THE DEATH AGONIES OF CAPITALISM

Any mode of production which is contradictory and has reached the limits of its ability to expand, sooner or later is bound to disintegrate and then collapse. However, before the final demise, such modes of production go through periods of convulsion and struggle as those who benefit from them make repeated desperate efforts to stave off the inevitable end of ‘their’ system. In this sense there is not one ‘death agony’ but a series of agonising episodes before the final gasp. This was true of modes of production based upon ancient slavery, feudal semi-slavery and it is true of modern capitalist economic system based upon wage – slavery. For example, the decline and fall of the Roman Empire, as extensively catalogued by Edward Gibbon, did not occur over night, but went through a long period of expiring glory and convulsive degeneration. A similar pattern, but with varying distinctive features, can be identified in the decline and fall of the previous empires of Egypt, Persian and Greece. And despite surface appearances to the contrary, the capitalist mode of production has also been disintegrating for some time.

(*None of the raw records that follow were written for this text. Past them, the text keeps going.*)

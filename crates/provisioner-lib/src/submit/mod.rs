//! Deployment submission
//!
//! The create call itself belongs to the cluster. [`DeploymentApi`] is the
//! seam; [`KubeDeploymentApi`] is the production implementation.


use crate::models::{CreatedWorkload, WorkloadDescriptor};
use crate::observability::ProvisionLogger;
use async_trait::async_trait;
use k8s_openapi::api::apps::v1::Deployment;
use kube::api::{Api, PostParams};
use kube::Client;
use thiserror::Error;

/// Errors returned by the create call
#[derive(Debug, Error)]
pub enum SubmitError {
    #[error("API server rejected deployment ({code} {reason}): {message}")]
    Rejected {
        code: u16,
        reason: String,
        message: String,
    },

    #[error("request to API server failed: {message}")]
    Transport { message: String },

    #[error("API server returned a deployment without a name")]
    Unnamed,
}

impl From<kube::Error> for SubmitError {
    fn from(err: kube::Error) -> Self {
        match err {
            kube::Error::Api(response) => SubmitError::Rejected {
                code: response.code,
                reason: response.reason,
                message: response.message,
            },
            other => SubmitError::Transport {
                message: other.to_string(),
            },
        }
    }
}

/// Create operation on Deployments
#[async_trait]
pub trait DeploymentApi: Send + Sync {
    /// Create `deployment` in `namespace`, returning the object as stored
    async fn create(
        &self,
        namespace: &str,
        deployment: &Deployment,
    ) -> Result<Deployment, SubmitError>;
}

/// [`DeploymentApi`] backed by a kube client
pub struct KubeDeploymentApi {
    client: Client,
}

impl KubeDeploymentApi {
    pub fn new(client: Client) -> Self {
        Self { client }
    }
}

#[async_trait]
impl DeploymentApi for KubeDeploymentApi {
    async fn create(
        &self,
        namespace: &str,
        deployment: &Deployment,
    ) -> Result<Deployment, SubmitError> {
        let deployments: Api<Deployment> = Api::namespaced(self.client.clone(), namespace);
        let created = deployments
            .create(&PostParams::default(), deployment)
            .await?;
        Ok(created)
    }
}

/// Submit a descriptor with a single create call. No retries.
pub async fn submit(
    api: &dyn DeploymentApi,
    descriptor: &WorkloadDescriptor,
    logger: &ProvisionLogger,
) -> Result<CreatedWorkload, SubmitError> {
    let deployment = descriptor.to_deployment();
    logger.log_creating(descriptor);

    let created = api.create(&descriptor.namespace, &deployment).await?;

    let metadata = created.metadata;
    let name = metadata.name.ok_or(SubmitError::Unnamed)?;
    let workload = CreatedWorkload {
        name,
        namespace: metadata
            .namespace
            .unwrap_or_else(|| descriptor.namespace.clone()),
        uid: metadata.uid,
        created_at: metadata.creation_timestamp.map(|t| t.0),
    };

    logger.log_created(&workload);
    Ok(workload)
}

The relatively modern empire of global capitalism has been going through a protracted period of convulsive degeneration and temporary regeneration for over a century. These periodic agonies attending the episodic degeneration were motivated primarily by the uncontrollable desire of capitalist elites to expand their field of operations. The basis of this motivation to continually expand is the capitalists need to maintain and augment their capital. This need has driven capitalists and pro – capitalists periodically to extreme measures. Broadly these have taken the form of Colonial and imperial exploitation, two world wars with many millions killed and injured, continuous environmental degradation, rising global poverty, uncontrolled deforestation and more recently the continuing privatisation of practically everything except the air we breath.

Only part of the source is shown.